Latin America

Kirchner refuses to attend new president’s inauguration ceremony

Dispute over the logistics of the handover of power fuels political tensions in Argentina

President-elect Mauricio Macri greets a Brazilian man during his recent visit to São Paulo.
President-elect Mauricio Macri greets a Brazilian man during his recent visit to São Paulo.PAULO WHITAKER / REUTERS

A personal spat between outgoing Argentinean President Cristina Kirchner de Fernández and her successor, President-elect Maurico Macri, over Thursday’s inauguration details, has fueled political tensions in the South American country on the eve of the ceremony.

Fernández de Kirchner has decided she won’t attend the inauguration after the two side’s transition teams met to try to settle their differences, according to her advisors.

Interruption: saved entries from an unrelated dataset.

//! Akku-Überwachung
//!
//! Der ADC misst die Akkuspannung über einen 10k-Widerstand, der mit dem
//! internen Eingangswiderstand einen Teiler bildet. Die Umrechnung ist daher
//! eine Geradengleichung statt einer reinen Skalierung.

use crate::led::{colors, FlashMode, LedState, RUN_FLASH_PERIOD_MS};

/// Unterhalb dieser Spannung wird gewarnt
pub const LOW_BATTERY_MV: u32 = 3_300;

/// Blinkperiode der Indikator-LED bei leerem Akku
pub const LOW_BATTERY_FLASH_PERIOD_MS: u32 = 200;

/// Prüfintervall
pub const BATTERY_CHECK_INTERVAL_MS: u64 = 100;

/// Rechnet ADC-Counts in Millivolt um
///
/// `mV = 1.4925 * raw - 511.83`, in Ganzzahlen, bei 0 gesättigt.
///
/// ```
/// # use racer_core::battery::millivolts_from_raw;
/// assert_eq!(millivolts_from_raw(2556), 3303);
/// assert_eq!(millivolts_from_raw(0), 0);
/// ```
pub fn millivolts_from_raw(raw: u16) -> u32 {
    (14_925 * u32::from(raw)).saturating_sub(5_118_300) / 10_000
}

/// Zustandswechsel der Akku-Überwachung
#[derive(Debug, Clone, Copy, PartialEq, Eq)]
#[cfg_attr(feature = "defmt", derive(defmt::Format))]
pub enum BatteryEvent {
    Low { millivolts: u32 },
    Recovered { millivolts: u32 },
}

/// Latch für die Unterspannungswarnung
#[derive(Debug, Clone, Copy, Default, PartialEq, Eq)]
pub struct BatteryMonitor {
    low: bool,
}

impl BatteryMonitor {
    pub const fn new() -> Self {
        Self { low: false }
    }

    pub fn is_low(&self) -> bool {
        self.low
    }

    /// Verarbeitet eine Messung; liefert nur bei Zustandswechsel ein Event
    pub fn update(&mut self, millivolts: u32) -> Option<BatteryEvent> {
        let below = millivolts < LOW_BATTERY_MV;

        match (self.low, below) {
            (false, true) => {
                self.low = true;
                Some(BatteryEvent::Low { millivolts })
            }
            (true, false) => {
                self.low = false;
                Some(BatteryEvent::Recovered { millivolts })
            }
            _ => None,
        }
    }

    /// Spiegelt den Latch auf den LED-Zustand
    ///
    /// Solange der Akku leer ist, wird die Warnung bei jeder Prüfung erneut
    /// gesetzt (Spiel-Effekte überschreiben den Indikator sonst). Nach der
    /// Erholung wird nur zurückgesetzt, wenn die Warnung noch angezeigt wird.
    pub fn apply(&self, event: Option<BatteryEvent>, state: &mut LedState) {
        if self.low {
            state.set_indicator(colors::RED);
            state.set_flash_mode(FlashMode::FlashIndicator);
            state.set_flash_period(LOW_BATTERY_FLASH_PERIOD_MS);
        } else if let Some(BatteryEvent::Recovered { .. }) = event {
            if state.flash_mode == FlashMode::FlashIndicator {
                state.set_indicator(colors::OFF);
                state.set_flash_mode(FlashMode::Const);
            }
            state.set_flash_period(RUN_FLASH_PERIOD_MS);
        }
    }
}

The dispute also revolves around what time Macri should be officially declared president

The dispute revolves around where the transfer of powers should take place, and at what time Macri should officially be declared president.

In a dramatic announcement, the president’s team said that Fernández de Kirchner would not be present to hand over the blue and white presidential sash and baton because of the conditions being imposed by her successor.

At one point, they defined the entire situation as “a coup d’etat” in reference to a prosecutor’s decision to accept Macri’s legal request to be declared president-on-duty from after midnight Wednesday. This would permit him to personally organize the inauguration ceremony.

As is common in Argentinean politics, the brouhaha between the outgoing leftist Peronist leader and the incoming conservative president has captured the attention of the nation.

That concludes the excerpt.